---- Records
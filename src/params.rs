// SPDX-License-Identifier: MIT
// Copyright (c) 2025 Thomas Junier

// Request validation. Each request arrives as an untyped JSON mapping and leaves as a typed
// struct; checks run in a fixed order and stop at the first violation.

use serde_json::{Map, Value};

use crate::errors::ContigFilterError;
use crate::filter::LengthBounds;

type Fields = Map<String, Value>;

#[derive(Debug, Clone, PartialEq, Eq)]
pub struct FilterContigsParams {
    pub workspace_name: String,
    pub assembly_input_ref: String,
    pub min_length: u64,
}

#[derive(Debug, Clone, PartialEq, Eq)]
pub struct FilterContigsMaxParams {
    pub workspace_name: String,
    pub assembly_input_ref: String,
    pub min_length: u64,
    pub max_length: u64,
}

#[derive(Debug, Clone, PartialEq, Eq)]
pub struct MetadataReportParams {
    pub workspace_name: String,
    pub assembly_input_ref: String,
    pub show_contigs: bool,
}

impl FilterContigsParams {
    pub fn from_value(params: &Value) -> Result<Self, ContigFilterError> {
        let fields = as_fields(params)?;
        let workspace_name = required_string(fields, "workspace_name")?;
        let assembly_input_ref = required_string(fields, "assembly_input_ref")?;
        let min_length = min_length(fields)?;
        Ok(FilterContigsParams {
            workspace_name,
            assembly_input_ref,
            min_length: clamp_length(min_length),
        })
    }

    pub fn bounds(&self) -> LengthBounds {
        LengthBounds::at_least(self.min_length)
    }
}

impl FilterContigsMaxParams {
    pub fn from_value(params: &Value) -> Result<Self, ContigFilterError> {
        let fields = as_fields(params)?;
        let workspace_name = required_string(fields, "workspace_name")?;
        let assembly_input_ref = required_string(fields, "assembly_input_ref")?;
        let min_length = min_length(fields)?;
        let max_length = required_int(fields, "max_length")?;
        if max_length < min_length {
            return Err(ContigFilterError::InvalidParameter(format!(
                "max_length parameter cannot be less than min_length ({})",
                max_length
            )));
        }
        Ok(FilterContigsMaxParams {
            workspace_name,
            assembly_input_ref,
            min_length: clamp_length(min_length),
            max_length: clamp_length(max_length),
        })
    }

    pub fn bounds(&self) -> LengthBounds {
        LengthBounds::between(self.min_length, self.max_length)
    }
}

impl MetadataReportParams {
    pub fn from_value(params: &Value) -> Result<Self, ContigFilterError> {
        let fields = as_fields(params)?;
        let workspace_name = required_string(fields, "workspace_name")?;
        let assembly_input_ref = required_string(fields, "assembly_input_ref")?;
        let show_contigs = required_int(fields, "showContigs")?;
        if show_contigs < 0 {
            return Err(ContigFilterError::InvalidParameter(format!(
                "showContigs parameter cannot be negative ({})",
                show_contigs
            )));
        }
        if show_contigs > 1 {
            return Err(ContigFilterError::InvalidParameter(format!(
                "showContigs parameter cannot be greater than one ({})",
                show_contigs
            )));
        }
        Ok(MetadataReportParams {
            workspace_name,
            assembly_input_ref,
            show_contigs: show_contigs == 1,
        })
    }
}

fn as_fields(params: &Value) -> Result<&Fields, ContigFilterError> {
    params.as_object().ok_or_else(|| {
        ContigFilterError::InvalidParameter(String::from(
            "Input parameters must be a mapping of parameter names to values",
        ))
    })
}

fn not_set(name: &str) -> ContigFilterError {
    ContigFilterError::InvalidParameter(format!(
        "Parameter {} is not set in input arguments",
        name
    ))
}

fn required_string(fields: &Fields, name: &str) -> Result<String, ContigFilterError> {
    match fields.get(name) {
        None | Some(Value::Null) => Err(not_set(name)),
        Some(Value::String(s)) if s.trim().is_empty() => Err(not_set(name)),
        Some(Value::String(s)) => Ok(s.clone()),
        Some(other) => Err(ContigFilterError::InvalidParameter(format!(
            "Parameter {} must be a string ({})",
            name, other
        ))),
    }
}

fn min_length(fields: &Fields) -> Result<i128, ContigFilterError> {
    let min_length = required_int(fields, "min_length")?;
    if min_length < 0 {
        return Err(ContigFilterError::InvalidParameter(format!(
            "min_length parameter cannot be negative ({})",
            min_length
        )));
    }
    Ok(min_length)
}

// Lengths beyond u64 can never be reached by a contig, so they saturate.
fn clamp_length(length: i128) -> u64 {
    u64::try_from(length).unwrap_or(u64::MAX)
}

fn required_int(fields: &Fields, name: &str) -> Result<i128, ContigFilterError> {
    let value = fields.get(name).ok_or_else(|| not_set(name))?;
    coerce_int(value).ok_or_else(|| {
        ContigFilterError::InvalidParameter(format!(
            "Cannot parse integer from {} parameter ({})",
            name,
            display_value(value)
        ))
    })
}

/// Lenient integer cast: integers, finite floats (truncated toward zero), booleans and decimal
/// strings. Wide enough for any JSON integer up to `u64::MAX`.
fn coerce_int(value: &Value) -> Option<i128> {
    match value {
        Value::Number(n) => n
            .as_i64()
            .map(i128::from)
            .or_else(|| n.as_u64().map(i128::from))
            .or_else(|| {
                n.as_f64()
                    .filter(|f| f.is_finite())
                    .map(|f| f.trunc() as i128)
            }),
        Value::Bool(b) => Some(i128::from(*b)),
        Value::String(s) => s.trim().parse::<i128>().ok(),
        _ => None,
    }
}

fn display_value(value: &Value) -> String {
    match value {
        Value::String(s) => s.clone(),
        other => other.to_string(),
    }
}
--------
---- Records
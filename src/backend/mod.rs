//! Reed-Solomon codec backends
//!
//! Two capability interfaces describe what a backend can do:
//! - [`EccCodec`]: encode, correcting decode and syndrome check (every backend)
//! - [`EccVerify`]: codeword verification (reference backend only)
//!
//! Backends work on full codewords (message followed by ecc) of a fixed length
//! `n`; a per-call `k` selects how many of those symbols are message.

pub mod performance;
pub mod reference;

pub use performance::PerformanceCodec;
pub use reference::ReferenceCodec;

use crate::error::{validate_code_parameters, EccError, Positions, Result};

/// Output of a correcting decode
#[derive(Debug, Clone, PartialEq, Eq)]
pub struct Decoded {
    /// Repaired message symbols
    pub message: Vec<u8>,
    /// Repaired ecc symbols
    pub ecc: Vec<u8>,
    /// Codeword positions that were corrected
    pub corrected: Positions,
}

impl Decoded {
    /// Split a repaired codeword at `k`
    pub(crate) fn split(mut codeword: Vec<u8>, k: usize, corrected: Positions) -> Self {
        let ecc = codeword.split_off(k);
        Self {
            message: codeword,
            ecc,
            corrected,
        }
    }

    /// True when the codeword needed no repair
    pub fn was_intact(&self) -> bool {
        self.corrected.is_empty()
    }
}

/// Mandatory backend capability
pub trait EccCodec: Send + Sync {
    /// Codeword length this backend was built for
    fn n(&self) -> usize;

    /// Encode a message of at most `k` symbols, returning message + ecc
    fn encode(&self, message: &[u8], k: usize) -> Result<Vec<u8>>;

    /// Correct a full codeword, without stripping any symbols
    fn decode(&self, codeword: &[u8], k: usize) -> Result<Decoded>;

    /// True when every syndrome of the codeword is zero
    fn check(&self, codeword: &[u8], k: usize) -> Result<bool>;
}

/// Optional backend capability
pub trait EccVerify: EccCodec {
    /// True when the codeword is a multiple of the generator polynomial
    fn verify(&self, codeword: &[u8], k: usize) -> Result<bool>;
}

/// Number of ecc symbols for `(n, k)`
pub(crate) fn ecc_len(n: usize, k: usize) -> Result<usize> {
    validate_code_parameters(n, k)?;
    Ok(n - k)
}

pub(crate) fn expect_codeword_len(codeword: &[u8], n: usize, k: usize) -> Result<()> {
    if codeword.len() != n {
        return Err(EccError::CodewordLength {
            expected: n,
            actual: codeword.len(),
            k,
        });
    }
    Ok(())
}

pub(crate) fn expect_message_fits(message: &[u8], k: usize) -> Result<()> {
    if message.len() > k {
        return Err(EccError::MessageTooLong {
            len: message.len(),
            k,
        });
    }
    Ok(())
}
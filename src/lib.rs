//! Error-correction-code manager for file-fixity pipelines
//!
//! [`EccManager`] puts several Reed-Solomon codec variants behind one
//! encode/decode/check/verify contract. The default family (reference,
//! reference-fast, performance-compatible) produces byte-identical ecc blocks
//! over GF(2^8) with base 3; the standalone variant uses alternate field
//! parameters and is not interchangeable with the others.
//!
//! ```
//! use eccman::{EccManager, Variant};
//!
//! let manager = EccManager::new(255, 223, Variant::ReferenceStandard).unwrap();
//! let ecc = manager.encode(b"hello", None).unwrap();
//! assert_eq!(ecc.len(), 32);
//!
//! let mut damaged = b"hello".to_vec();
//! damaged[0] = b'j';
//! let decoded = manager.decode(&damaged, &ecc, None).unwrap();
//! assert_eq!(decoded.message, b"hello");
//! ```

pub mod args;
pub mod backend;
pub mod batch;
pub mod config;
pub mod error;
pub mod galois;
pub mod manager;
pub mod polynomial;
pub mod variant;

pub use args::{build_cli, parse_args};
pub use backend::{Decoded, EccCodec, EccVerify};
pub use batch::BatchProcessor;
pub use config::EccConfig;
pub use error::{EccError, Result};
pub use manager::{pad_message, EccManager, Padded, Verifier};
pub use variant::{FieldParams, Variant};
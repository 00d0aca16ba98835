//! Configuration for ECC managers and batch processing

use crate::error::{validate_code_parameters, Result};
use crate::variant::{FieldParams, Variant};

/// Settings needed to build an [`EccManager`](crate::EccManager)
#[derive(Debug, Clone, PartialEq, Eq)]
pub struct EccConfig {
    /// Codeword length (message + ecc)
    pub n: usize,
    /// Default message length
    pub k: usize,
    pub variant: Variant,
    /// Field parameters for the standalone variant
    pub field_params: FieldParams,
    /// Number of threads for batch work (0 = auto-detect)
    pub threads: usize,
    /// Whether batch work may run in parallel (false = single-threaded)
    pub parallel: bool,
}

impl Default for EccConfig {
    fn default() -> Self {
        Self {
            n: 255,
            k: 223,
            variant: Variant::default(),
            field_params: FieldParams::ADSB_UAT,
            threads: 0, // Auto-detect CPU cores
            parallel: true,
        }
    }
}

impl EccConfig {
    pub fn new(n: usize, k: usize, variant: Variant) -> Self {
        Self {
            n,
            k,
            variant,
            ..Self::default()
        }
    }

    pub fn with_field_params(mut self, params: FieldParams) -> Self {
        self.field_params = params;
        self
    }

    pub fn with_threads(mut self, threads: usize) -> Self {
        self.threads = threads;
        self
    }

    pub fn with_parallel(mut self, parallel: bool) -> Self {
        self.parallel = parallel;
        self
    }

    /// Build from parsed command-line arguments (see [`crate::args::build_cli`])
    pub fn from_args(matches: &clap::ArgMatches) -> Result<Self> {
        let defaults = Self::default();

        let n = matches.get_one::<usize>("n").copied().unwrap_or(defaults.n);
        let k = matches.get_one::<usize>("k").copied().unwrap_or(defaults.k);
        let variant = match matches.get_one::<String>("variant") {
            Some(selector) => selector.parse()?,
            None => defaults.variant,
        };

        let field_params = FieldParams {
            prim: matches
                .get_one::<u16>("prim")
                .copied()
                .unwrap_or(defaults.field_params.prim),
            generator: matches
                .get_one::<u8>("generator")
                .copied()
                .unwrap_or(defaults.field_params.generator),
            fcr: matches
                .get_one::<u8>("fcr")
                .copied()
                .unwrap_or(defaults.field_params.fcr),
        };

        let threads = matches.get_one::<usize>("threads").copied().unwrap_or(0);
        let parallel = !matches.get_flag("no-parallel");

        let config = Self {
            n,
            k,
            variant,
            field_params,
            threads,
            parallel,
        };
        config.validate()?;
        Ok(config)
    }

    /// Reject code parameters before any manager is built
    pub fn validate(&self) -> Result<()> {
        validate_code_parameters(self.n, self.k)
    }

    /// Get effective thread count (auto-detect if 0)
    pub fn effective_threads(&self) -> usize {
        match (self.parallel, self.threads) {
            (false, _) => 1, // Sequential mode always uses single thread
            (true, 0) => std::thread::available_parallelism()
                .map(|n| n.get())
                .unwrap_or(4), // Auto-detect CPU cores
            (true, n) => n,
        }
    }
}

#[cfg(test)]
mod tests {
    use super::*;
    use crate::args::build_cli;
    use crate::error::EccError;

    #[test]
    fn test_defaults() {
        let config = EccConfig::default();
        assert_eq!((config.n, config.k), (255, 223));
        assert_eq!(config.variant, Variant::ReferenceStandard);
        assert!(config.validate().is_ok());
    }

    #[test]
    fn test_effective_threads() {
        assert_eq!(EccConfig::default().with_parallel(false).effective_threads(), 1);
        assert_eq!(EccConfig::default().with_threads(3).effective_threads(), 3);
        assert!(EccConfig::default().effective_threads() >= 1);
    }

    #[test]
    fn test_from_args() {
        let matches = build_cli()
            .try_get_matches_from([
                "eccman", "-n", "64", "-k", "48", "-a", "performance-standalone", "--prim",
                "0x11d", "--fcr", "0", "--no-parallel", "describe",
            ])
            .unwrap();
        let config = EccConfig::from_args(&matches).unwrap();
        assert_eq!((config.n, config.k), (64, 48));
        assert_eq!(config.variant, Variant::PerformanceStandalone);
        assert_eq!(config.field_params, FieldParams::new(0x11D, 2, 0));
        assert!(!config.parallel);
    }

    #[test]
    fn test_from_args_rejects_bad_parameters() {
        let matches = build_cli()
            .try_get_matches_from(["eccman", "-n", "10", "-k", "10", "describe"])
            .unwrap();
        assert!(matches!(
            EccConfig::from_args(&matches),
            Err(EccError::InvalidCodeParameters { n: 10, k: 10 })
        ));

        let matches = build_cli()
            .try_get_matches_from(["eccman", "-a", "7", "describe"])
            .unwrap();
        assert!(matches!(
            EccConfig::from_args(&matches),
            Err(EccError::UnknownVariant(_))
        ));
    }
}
--------
Problem to work on: Return every line of the preceding records in which the word "generator" appears.

Solution for this problem:
    /// True when the codeword is a multiple of the generator polynomial
            generator: matches
                .get_one::<u8>("generator")
                .unwrap_or(defaults.field_params.generator),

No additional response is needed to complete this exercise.